MLPRegressor with 'lbfgs' algorithm incredibly bad performance

Question

I can't manage to train the MLPRegressor with 'lbfgs' algorithm to better R2 score than around -14. How comes? First I tried randomly guess the hidden layers shape, then I even tried to use Grid Search CV, but doesn't help much. How can I train it better? How can I know the model is trained to best accuracy?

How comes that a simple linear regression would have at least 40% score R2 while the above has -14%?

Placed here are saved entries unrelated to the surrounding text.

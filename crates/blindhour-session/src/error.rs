use blindhour_core::SourceError;
use thiserror::Error;

use crate::phase::Phase;

#[derive(Debug, Clone, PartialEq, Eq, Error)]
pub enum SessionError {
    #[error("invalid transition from {from} to {to}")]
    InvalidTransition { from: Phase, to: Phase },

    #[error("source error: {0}")]
    Source(#[from] SourceError),

    #[error("no contest is being tracked")]
    NoContest,

    /// Reveal could not fetch the complete log; no payload was built.
    #[error("reveal reconstruction failed: {0}")]
    Reconstruction(SourceError),
}
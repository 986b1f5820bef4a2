use std::future::Future;
use std::time::Duration;

use blindhour_core::SourceError;

/// Bounded retry with linear backoff.
#[derive(Debug, Clone, Copy, PartialEq, Eq)]
pub struct RetryPolicy {
    pub max_attempts: u32,
    /// Wait after failed attempt `n` is `n * backoff_step`.
    pub backoff_step: Duration,
}

impl Default for RetryPolicy {
    fn default() -> Self {
        Self {
            max_attempts: 4,
            backoff_step: Duration::from_secs(2),
        }
    }
}

impl RetryPolicy {
    pub fn backoff_for(&self, attempt: u32) -> Duration {
        self.backoff_step.saturating_mul(attempt)
    }
}

/// Failure of a single attempt.
#[derive(Debug)]
pub enum AttemptError {
    /// Worth another try (transport error, 5xx, 429).
    Retryable(String),
    /// Give up immediately.
    Terminal(SourceError),
}

/// Run `op` until it succeeds, fails terminally, or the policy is spent.
///
/// `op` receives the 1-based attempt number.
pub async fn run_with_retry<T, F, Fut>(policy: &RetryPolicy, mut op: F) -> Result<T, SourceError>
where
    F: FnMut(u32) -> Fut,
    Fut: Future<Output = Result<T, AttemptError>>,
{
    let attempts = policy.max_attempts.max(1);
    let mut last = String::new();
    for attempt in 1..=attempts {
        match op(attempt).await {
            Ok(value) => return Ok(value),
            Err(AttemptError::Terminal(err)) => return Err(err),
            Err(AttemptError::Retryable(message)) => {
                if attempt < attempts {
                    let wait = policy.backoff_for(attempt);
                    tracing::warn!(
                        attempt,
                        max_attempts = attempts,
                        wait_ms = wait.as_millis() as u64,
                        error = %message,
                        "source request failed, retrying"
                    );
                    tokio::time::sleep(wait).await;
                }
                last = message;
            }
        }
    }
    Err(SourceError::Unavailable {
        attempts,
        message: last,
    })
}
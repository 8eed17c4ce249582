// SPDX-License-Identifier: GPL-3.0-or-later WITH Classpath-exception-2.0
// This file is part of FilBeam.
//
// Copyright (c) 2025 FilBeam contributors.
//
// This program is free software: you can redistribute it and/or modify
// it under the terms of the GNU General Public License as published by
// the Free Software Foundation, either version 3 of the License, or
// (at your option) any later version.
//
// This program is distributed in the hope that it will be useful,
// but WITHOUT ANY WARRANTY; without even the implied warranty of
// MERCHANTABILITY or FITNESS FOR A PARTICULAR PURPOSE. See the
// GNU General Public License for more details.
//
// You should have received a copy of the GNU General Public License
// along with this program. If not, see <https://www.gnu.org/licenses/>.

//! Webhook-surface tests with a stubbed screening API.

use std::sync::Arc;

use axum::{
	body::Body,
	http::{header, Request, StatusCode},
	routing::get,
	Json, Router,
};
use clap::Parser;
use tower::ServiceExt;

use fb_db::{
	sqlx::{self, Row},
	Backend, BackendConfig, SqliteBackendConfig,
};
use fb_types::LogSink;

use crate::{router, Indexer, IndexerConfig, WEBHOOK_SECRET_HEADER};

const SECRET: &str = "s3cret";
const PAYER: &str = "0x1234567890abcdef1234567890abcdef12345678";
const CID: &str = "baga6ea4seaqpkzbkcumwuhs26ykjcwbucgskisdvjyl66aiqp4usqil4a7badipa";

/// A screening API that flags exactly the given addresses.
async fn spawn_screening_api(sanctioned: &'static [&'static str]) -> String {
	let app = Router::new().route(
		"/api/v1/address/:address",
		get(move |axum::extract::Path(address): axum::extract::Path<String>| async move {
			let identifications: Vec<serde_json::Value> = if sanctioned.contains(&address.as_str())
			{
				vec![serde_json::json!({"category": "sanctions"})]
			} else {
				vec![]
			};
			Json(serde_json::json!({ "identifications": identifications }))
		}),
	);
	let listener = tokio::net::TcpListener::bind("127.0.0.1:0").await.unwrap();
	let addr = listener.local_addr().unwrap();
	tokio::spawn(async move {
		axum::serve(listener, app).await.unwrap();
	});
	format!("http://{addr}")
}

async fn test_indexer(screening_url: &str) -> Arc<Indexer> {
	let store = Backend::new(
		BackendConfig::Sqlite(SqliteBackendConfig {
			path: "sqlite::memory:",
			create_if_missing: true,
		}),
		1,
	)
	.await
	.unwrap();
	let config = IndexerConfig::parse_from([
		"indexer",
		"--webhook-secret",
		SECRET,
		"--screening-api-url",
		screening_url,
	]);
	Indexer::new(config, 0, store, Arc::new(LogSink))
}

fn webhook(path: &str, body: serde_json::Value) -> Request<Body> {
	Request::builder()
		.method("POST")
		.uri(path)
		.header(header::CONTENT_TYPE, "application/json")
		.header(WEBHOOK_SECRET_HEADER, SECRET)
		.body(Body::from(body.to_string()))
		.unwrap()
}

async fn quotas(indexer: &Indexer, data_set_id: &str) -> (i64, i64) {
	let row = sqlx::query(
		"SELECT cdn_egress_quota, cache_miss_egress_quota
		FROM data_set_egress_quotas WHERE data_set_id = ?",
	)
	.bind(data_set_id)
	.fetch_one(indexer.store.pool())
	.await
	.unwrap();
	(row.get(0), row.get(1))
}

#[tokio::test]
async fn secret_mismatch_is_unauthorized() {
	let indexer = test_indexer("http://127.0.0.1:1").await;
	let request = Request::builder()
		.method("POST")
		.uri("/fwss/cdn-payment-settled")
		.header(header::CONTENT_TYPE, "application/json")
		.header(WEBHOOK_SECRET_HEADER, "wrong")
		.body(Body::from("{}"))
		.unwrap();
	let response = router(indexer.clone()).oneshot(request).await.unwrap();
	assert_eq!(response.status(), StatusCode::UNAUTHORIZED);

	let request = Request::builder()
		.method("POST")
		.uri("/fwss/cdn-payment-settled")
		.body(Body::from("{}"))
		.unwrap();
	let response = router(indexer).oneshot(request).await.unwrap();
	assert_eq!(response.status(), StatusCode::UNAUTHORIZED);
}

#[tokio::test]
async fn webhooks_are_post_only() {
	let indexer = test_indexer("http://127.0.0.1:1").await;
	let request = Request::builder()
		.method("GET")
		.uri("/fwss/data-set-created")
		.header(WEBHOOK_SECRET_HEADER, SECRET)
		.body(Body::empty())
		.unwrap();
	let response = router(indexer).oneshot(request).await.unwrap();
	assert_eq!(response.status(), StatusCode::METHOD_NOT_ALLOWED);
}

#[tokio::test]
async fn schema_violations_are_bad_requests() {
	let indexer = test_indexer("http://127.0.0.1:1").await;
	let response = router(indexer)
		.oneshot(webhook(
			"/fwss/cdn-payment-settled",
			serde_json::json!({ "dataSetId": "ds1" }),
		))
		.await
		.unwrap();
	assert_eq!(response.status(), StatusCode::BAD_REQUEST);
}

#[tokio::test]
async fn data_set_created_screens_payer_and_inserts() {
	let screening = spawn_screening_api(&[]).await;
	let indexer = test_indexer(&screening).await;
	let response = router(indexer.clone())
		.oneshot(webhook(
			"/fwss/data-set-created",
			serde_json::json!({
				"dataSetId": "ds1",
				"serviceProviderId": "sp1",
				"payerAddress": PAYER.to_uppercase().replace("0X", "0x"),
				"withCDN": true,
			}),
		))
		.await
		.unwrap();
	assert_eq!(response.status(), StatusCode::OK);

	let row = sqlx::query("SELECT payer_address, with_cdn FROM data_sets WHERE id = 'ds1'")
		.fetch_one(indexer.store.pool())
		.await
		.unwrap();
	// Stored lowercased despite the checksummed input.
	assert_eq!(row.get::<String, _>(0), PAYER);
	assert_eq!(row.get::<i64, _>(1), 1);

	let row = sqlx::query("SELECT is_sanctioned FROM wallet_details WHERE address = ?")
		.bind(PAYER)
		.fetch_one(indexer.store.pool())
		.await
		.unwrap();
	assert_eq!(row.get::<i64, _>(0), 0);
}

#[tokio::test]
async fn data_set_created_records_sanctioned_payers() {
	let screening = spawn_screening_api(&[PAYER]).await;
	let indexer = test_indexer(&screening).await;
	router(indexer.clone())
		.oneshot(webhook(
			"/fwss/data-set-created",
			serde_json::json!({
				"dataSetId": "ds1",
				"serviceProviderId": "sp1",
				"payerAddress": PAYER,
				"withCDN": true,
			}),
		))
		.await
		.unwrap();
	let row = sqlx::query("SELECT is_sanctioned FROM wallet_details WHERE address = ?")
		.bind(PAYER)
		.fetch_one(indexer.store.pool())
		.await
		.unwrap();
	assert_eq!(row.get::<i64, _>(0), 1);
}

#[tokio::test]
async fn data_set_created_failure_enqueues_a_retry() {
	// Screening API is unreachable: the webhook still acks and a retry
	// job lands in the queue.
	let indexer = test_indexer("http://127.0.0.1:1").await;
	let response = router(indexer.clone())
		.oneshot(webhook(
			"/fwss/data-set-created",
			serde_json::json!({
				"dataSetId": "ds1",
				"serviceProviderId": "sp1",
				"payerAddress": PAYER,
				"withCDN": true,
			}),
		))
		.await
		.unwrap();
	assert_eq!(response.status(), StatusCode::OK);

	let mut rx = indexer.take_retry_receiver().unwrap();
	let job = rx.try_recv().unwrap();
	assert_eq!(job.event.data_set_id, "ds1");
	assert_eq!(job.attempt, 1);

	let missing = sqlx::query("SELECT id FROM data_sets")
		.fetch_optional(indexer.store.pool())
		.await
		.unwrap();
	assert!(missing.is_none());
}

#[tokio::test]
async fn top_up_replays_do_not_double_quotas() {
	let indexer = test_indexer("http://127.0.0.1:1").await;
	let payload = serde_json::json!({
		"id": "0xabc-0",
		"dataSetId": "ds1",
		"cdnLockupAdded": "5000000000000000000",
		"cacheMissLockupAdded": "10000000000000000000",
		"cdnRatePerTib": "5000000000000000000",
		"cacheMissRatePerTib": "5000000000000000000",
	});
	for _ in 0..2 {
		let response = router(indexer.clone())
			.oneshot(webhook("/fwss/cdn-payment-rails-topped-up", payload.clone()))
			.await
			.unwrap();
		assert_eq!(response.status(), StatusCode::OK);
	}
	assert_eq!(quotas(&indexer, "ds1").await, (1 << 40, 2 << 40));

	// A distinct entity id with the same amounts adds again.
	let mut second = payload.clone();
	second["id"] = serde_json::json!("0xabc-1");
	router(indexer.clone())
		.oneshot(webhook("/fwss/cdn-payment-rails-topped-up", second))
		.await
		.unwrap();
	assert_eq!(quotas(&indexer, "ds1").await, (2 << 40, 4 << 40));
}

#[tokio::test]
async fn piece_added_decodes_cid_and_quotes_price() {
	let indexer = test_indexer("http://127.0.0.1:1").await;
	indexer
		.store
		.insert_data_set("ds1", "sp1", &PAYER.parse().unwrap(), true, false)
		.await
		.unwrap();

	let cid: cid::Cid = CID.parse().unwrap();
	let hex_cid = format!("0x{}", hex::encode(cid.to_bytes()));
	let response = router(indexer.clone())
		.oneshot(webhook(
			"/fwss/piece-added",
			serde_json::json!({
				"dataSetId": "ds1",
				"pieceId": "piece1",
				"pieceCid": hex_cid,
				"keys": ["ipfsRootCID", "x402Price"],
				"values": ["bafkreigh2akiscaildcqabsyg3dfr6chu3fgpregiymsck7e7aqa4s52zy", "1000"],
				"blockNumber": 7,
			}),
		))
		.await
		.unwrap();
	assert_eq!(response.status(), StatusCode::OK);

	let row = sqlx::query("SELECT cid, ipfs_root_cid, x402_price FROM pieces WHERE id = 'piece1'")
		.fetch_one(indexer.store.pool())
		.await
		.unwrap();
	assert_eq!(row.get::<String, _>(0), CID);
	assert!(row.get::<Option<String>, _>(1).is_some());
	assert_eq!(row.get::<Option<String>, _>(2).as_deref(), Some("1000"));

	assert_eq!(
		indexer
			.store
			.piece_price_quote(&format!("{PAYER}:{CID}"))
			.await
			.unwrap(),
		Some(("1000".to_string(), 7))
	);
}

#[tokio::test]
async fn piece_added_rejects_malformed_cid_bytes() {
	let indexer = test_indexer("http://127.0.0.1:1").await;
	let response = router(indexer)
		.oneshot(webhook(
			"/fwss/piece-added",
			serde_json::json!({
				"dataSetId": "ds1",
				"pieceId": "piece1",
				"pieceCid": "0x00ff",
			}),
		))
		.await
		.unwrap();
	assert_eq!(response.status(), StatusCode::BAD_REQUEST);
}

#[tokio::test]
async fn provider_product_events_decode_hex_service_urls() {
	let indexer = test_indexer("http://127.0.0.1:1").await;
	let service_url_hex = format!("0x{}", hex::encode("https://sp.example/"));
	let response = router(indexer.clone())
		.oneshot(webhook(
			"/service-provider-registry/product-added",
			serde_json::json!({
				"providerId": "sp1",
				"productType": 0,
				"capabilityKeys": ["serviceURL"],
				"capabilityValues": [service_url_hex],
				"blockNumber": 3,
			}),
		))
		.await
		.unwrap();
	assert_eq!(response.status(), StatusCode::OK);

	let row = sqlx::query("SELECT service_url, block_number FROM service_providers WHERE id = 'sp1'")
		.fetch_one(indexer.store.pool())
		.await
		.unwrap();
	assert_eq!(row.get::<String, _>(0), "https://sp.example/");
	assert_eq!(row.get::<i64, _>(1), 3);
}

#[tokio::test]
async fn non_pdp_products_are_ignored() {
	let indexer = test_indexer("http://127.0.0.1:1").await;
	let response = router(indexer.clone())
		.oneshot(webhook(
			"/service-provider-registry/product-added",
			serde_json::json!({
				"providerId": "sp1",
				"productType": 1,
				"capabilityKeys": [],
				"capabilityValues": [],
			}),
		))
		.await
		.unwrap();
	assert_eq!(response.status(), StatusCode::OK);
	let row = sqlx::query("SELECT id FROM service_providers")
		.fetch_optional(indexer.store.pool())
		.await
		.unwrap();
	assert!(row.is_none());
}

#[tokio::test]
async fn provider_product_rejects_bad_capability_encoding() {
	let indexer = test_indexer("http://127.0.0.1:1").await;
	let response = router(indexer)
		.oneshot(webhook(
			"/service-provider-registry/product-added",
			serde_json::json!({
				"providerId": "sp1",
				"productType": 0,
				"capabilityKeys": ["serviceURL"],
				"capabilityValues": ["zznothex"],
			}),
		))
		.await
		.unwrap();
	assert_eq!(response.status(), StatusCode::BAD_REQUEST);
}

#[tokio::test]
async fn service_termination_flips_cdn_and_computes_unlock() {
	let indexer = test_indexer("http://127.0.0.1:1").await;
	indexer
		.store
		.insert_data_set("ds1", "sp1", &PAYER.parse().unwrap(), true, false)
		.await
		.unwrap();
	let response = router(indexer.clone())
		.oneshot(webhook(
			"/fwss/cdn-service-terminated",
			serde_json::json!({
				"dataSetId": "ds1",
				"blockNumber": 100,
				"transactionHash": "0xfeed",
			}),
		))
		.await
		.unwrap();
	assert_eq!(response.status(), StatusCode::OK);

	let row = sqlx::query(
		"SELECT with_cdn, terminate_service_tx_hash, lockup_unlocks_at
		FROM data_sets WHERE id = 'ds1'",
	)
	.fetch_one(indexer.store.pool())
	.await
	.unwrap();
	assert_eq!(row.get::<i64, _>(0), 0);
	assert_eq!(row.get::<String, _>(1), "0xfeed");
	// genesis 0: epoch 100 -> 3_000_000 ms, plus ten days of lockup.
	assert_eq!(row.get::<i64, _>(2), 3_000_000 + 10 * 86_400_000);
}

#[tokio::test]
async fn settled_watermark_follows_the_block_epoch() {
	let indexer = test_indexer("http://127.0.0.1:1").await;
	indexer
		.store
		.insert_data_set("ds1", "sp1", &PAYER.parse().unwrap(), true, false)
		.await
		.unwrap();
	let response = router(indexer.clone())
		.oneshot(webhook(
			"/filbeam-operator/cdn-payment-settled",
			serde_json::json!({ "dataSetId": "ds1", "blockNumber": 200 }),
		))
		.await
		.unwrap();
	assert_eq!(response.status(), StatusCode::OK);
	let row = sqlx::query("SELECT cdn_payments_settled_until FROM data_sets WHERE id = 'ds1'")
		.fetch_one(indexer.store.pool())
		.await
		.unwrap();
	assert_eq!(row.get::<i64, _>(0), 6_000_000);
}

#[tokio::test]
async fn health_endpoint_needs_no_secret() {
	let indexer = test_indexer("http://127.0.0.1:1").await;
	let request = Request::builder()
		.uri("/health")
		.body(Body::empty())
		.unwrap();
	let response = router(indexer).oneshot(request).await.unwrap();
	assert_eq!(response.status(), StatusCode::OK);
}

from sklearn.neural_network import MLPRegressor
from sklearn.model_selection import train_test_split
from sklearn.preprocessing import StandardScaler, MinMaxScaler
from sklearn.metrics import r2_score
from sklearn.model_selection import GridSearchCV
from sklearn.metrics import mean_squared_error
import math
import numpy as np
from scipy.stats import uniform


X = [
    [390973, 262345, 324807],
    [188322, 120766, 174883],
    [185967, 173290, 175605],
    [179309, 117915, 169950],
    [166298, 40042, 153851],
]

X_test = [
    [164077, 73041, 147249],
    [152734, 52099, 77967],
]

y = [
    8080000,
    1940000,
    3300000,
    1970000,
    624000,
]

y_test = [
    1580000,
    118000,
]

scaler = StandardScaler()
X_scaled = scaler.fit_transform(X)
X_test_scaled = scaler.fit_transform(X_test)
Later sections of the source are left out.